SEOUL, KOREA - White hacker group Lockdown has said that it found a cross-site scripting (XSS) vulnerability in the “report” function of Talk on, an in-game voice chat instant messenger, offered by SK Communications, the developer of South Korean web portal Nate.
If users click on an attacker’s report button, the attacker become able to inject malicious scripts into Web pages viewed by the users, thereby exposing the users’ computers to varied security threats, such as malware, remote controlling, videotaping through a web cam, keylogging and personal data leaks. Furthermore, if memory manipulation programs are put to use, anyone can easily take advantage of XSS vulnerabilities.
Once an attacker exploits a memory manipulation program in turning a user’s nickname into a malicious script access point, XSS occurs in the report window immediately after the user clicks on the attacker’s report button, consequently affecting computers running Windows XP (and above) and Talk on version 184.108.40.206.
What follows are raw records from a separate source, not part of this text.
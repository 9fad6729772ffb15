//! Inbound event decoding.
//!
//! The backend sends one JSON object per frame, dispatched on its `type`
//! field. Frames without a `type` field are the older untagged shape that
//! only carries `content`. An `error` field on any frame takes precedence
//! over its tag.

use compact_str::CompactString;
use serde::{Deserialize, Serialize};
use serde_json::Value;

/// Number of leading characters used by the content-derived fragment key.
pub const CONTENT_KEY_PREFIX: usize = 20;

/// Errors produced while decoding an inbound frame.
#[derive(Debug, thiserror::Error)]
pub enum DecodeError {
    /// Payload is not well-formed JSON or a field has the wrong type.
    #[error("invalid json: {0}")]
    Json(#[from] serde_json::Error),
    /// Payload is valid JSON but not an object.
    #[error("frame is not a json object")]
    NotAnObject,
    /// The `type` field is present but not a string.
    #[error("frame `type` is not a string")]
    InvalidTag,
    /// A tagged frame is missing a field its tag requires.
    #[error("`{tag}` frame is missing `{field}`")]
    MissingField {
        /// Frame tag.
        tag: &'static str,
        /// Missing field name.
        field: &'static str,
    },
}

/// Outcome of one tool invocation reported by the backend.
#[derive(Debug, Clone, PartialEq, Serialize, Deserialize)]
pub struct ToolResult {
    /// Tool name.
    pub tool: CompactString,
    /// Whether the tool succeeded.
    pub success: bool,
    /// Human-readable tool output.
    pub output: String,
    /// Optional structured payload, passed through untouched.
    #[serde(default, skip_serializing_if = "Option::is_none")]
    pub data: Option<Value>,
}

/// Identity of a fragment for duplicate suppression.
#[derive(Debug, Clone, PartialEq, Eq, Hash)]
pub enum FragmentKey {
    /// Server-assigned fragment sequence number.
    Seq(u64),
    /// Fallback for frames without a sequence number: leading characters
    /// plus total length.
    Content {
        /// First [`CONTENT_KEY_PREFIX`] characters.
        prefix: String,
        /// Total length in characters.
        len: usize,
    },
}

impl FragmentKey {
    /// Derive the content fallback key.
    pub fn of_content(content: &str) -> Self {
        Self::Content {
            prefix: content.chars().take(CONTENT_KEY_PREFIX).collect(),
            len: content.chars().count(),
        }
    }
}

/// A decoded inbound event.
#[derive(Debug, Clone, PartialEq)]
pub enum ServerEvent {
    /// Begin a new assistant turn.
    Start {
        /// Optional hint text; used to detect automation turns.
        content: Option<String>,
    },
    /// Append to the open assistant message.
    Chunk {
        /// Fragment text.
        content: String,
        /// Server-assigned fragment sequence number.
        seq: Option<u64>,
    },
    /// A self-contained tool invocation outcome.
    ToolResult(ToolResult),
    /// Final text of an automation turn.
    FinalResponse {
        /// Replacement text for the turn.
        content: String,
    },
    /// Close the open plain-chat message (`end` or `complete`).
    End,
    /// Backend-reported failure of the current turn.
    Error {
        /// Backend message, if any.
        message: Option<String>,
    },
    /// Untagged frame carrying only content.
    Legacy {
        /// Fragment text.
        content: String,
        /// De-duplication key.
        key: FragmentKey,
    },
}

impl ServerEvent {
    /// Key used to suppress re-delivered fragments, if this event is subject
    /// to de-duplication.
    pub fn fragment_key(&self) -> Option<FragmentKey> {
        match self {
            Self::Chunk { seq: Some(seq), .. } => Some(FragmentKey::Seq(*seq)),
            Self::Legacy { key, .. } => Some(key.clone()),
            _ => None,
        }
    }

    /// Short name for logging.
    pub fn kind(&self) -> &'static str {
        match self {
            Self::Start { .. } => "start",
            Self::Chunk { .. } => "chunk",
            Self::ToolResult(_) => "tool_result",
            Self::FinalResponse { .. } => "final_response",
            Self::End => "end",
            Self::Error { .. } => "error",
            Self::Legacy { .. } => "legacy",
        }
    }
}

#[derive(Debug, Deserialize)]
struct RawFrame {
    #[serde(rename = "type")]
    kind: Option<String>,
    content: Option<String>,
    error: Option<Value>,
    tool: Option<CompactString>,
    success: Option<bool>,
    output: Option<String>,
    data: Option<Value>,
    seq: Option<u64>,
}

/// Decode one inbound frame.
///
/// Returns `Ok(None)` for frames the client ignores: unknown tags and
/// untagged frames without content.
pub fn decode(text: &str) -> Result<Option<ServerEvent>, DecodeError> {
    let value: Value = serde_json::from_str(text)?;
    let tagged = match &value {
        Value::Object(map) => map.contains_key("type"),
        _ => return Err(DecodeError::NotAnObject),
    };
    let raw: RawFrame = serde_json::from_value(value)?;

    if let Some(message) = error_message(raw.error.as_ref()) {
        return Ok(Some(ServerEvent::Error {
            message: Some(message),
        }));
    }

    let kind = match raw.kind {
        Some(kind) => kind,
        None if tagged => return Err(DecodeError::InvalidTag),
        None => return Ok(legacy(raw.content, raw.seq)),
    };

    let event = match kind.as_str() {
        "start" => ServerEvent::Start {
            content: raw.content,
        },
        "chunk" => ServerEvent::Chunk {
            content: require("chunk", "content", raw.content)?,
            seq: raw.seq,
        },
        "tool_result" => ServerEvent::ToolResult(ToolResult {
            tool: require("tool_result", "tool", raw.tool)?,
            success: require("tool_result", "success", raw.success)?,
            output: require("tool_result", "output", raw.output)?,
            data: raw.data,
        }),
        "final_response" => ServerEvent::FinalResponse {
            content: require("final_response", "content", raw.content)?,
        },
        "end" | "complete" => ServerEvent::End,
        "error" => ServerEvent::Error { message: None },
        other => {
            tracing::debug!("ignoring frame with unknown type `{other}`");
            return Ok(None);
        }
    };
    Ok(Some(event))
}

fn legacy(content: Option<String>, seq: Option<u64>) -> Option<ServerEvent> {
    let content = content.filter(|c| !c.is_empty())?;
    let key = match seq {
        Some(seq) => FragmentKey::Seq(seq),
        None => FragmentKey::of_content(&content),
    };
    Some(ServerEvent::Legacy { content, key })
}

fn require<T>(tag: &'static str, field: &'static str, value: Option<T>) -> Result<T, DecodeError> {
    value.ok_or(DecodeError::MissingField { tag, field })
}

/// An `error` field counts when it is present and not null, `false` or empty.
fn error_message(error: Option<&Value>) -> Option<String> {
    match error? {
        Value::Null | Value::Bool(false) => None,
        Value::String(s) if s.is_empty() => None,
        Value::String(s) => Some(s.clone()),
        other => Some(other.to_string()),
    }
}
SK Communications has recently won a lawsuit over a personal data leak. The court sided with SK Communications, saying that it did its best in protecting users’ personal data. That being said, Talk on, a voice chat program that has been run by SK Communications as a beta service for five years and used by tens of thousands of online gamers, turned out to be susceptible to XSS attacks.
To block off XSS, one of computer security vulnerabilities typically found in web applications, Microsoft has equipped its Internet Explorer 8.0 (and above) with the Internet Explorer XSS Filter, but the anti-XSS filter failed to work properly on Talk on. It means Talk on is highly risky security wise. Lockdown is to submit a report on Talk on and the built-in XSS filter in Internet Explorer 8.0 to Microsoft.
SK Communications has swiftly taken countermeasures against such Talk on’s vulnerability to XSS attacks. Back in 2011, Nate and Cyworld, run by SK Communications, leaked the personal data of 3.5 million users. SK Communications said that it would continue to bolster its online security tools to prevent a recurrence of such security breaches.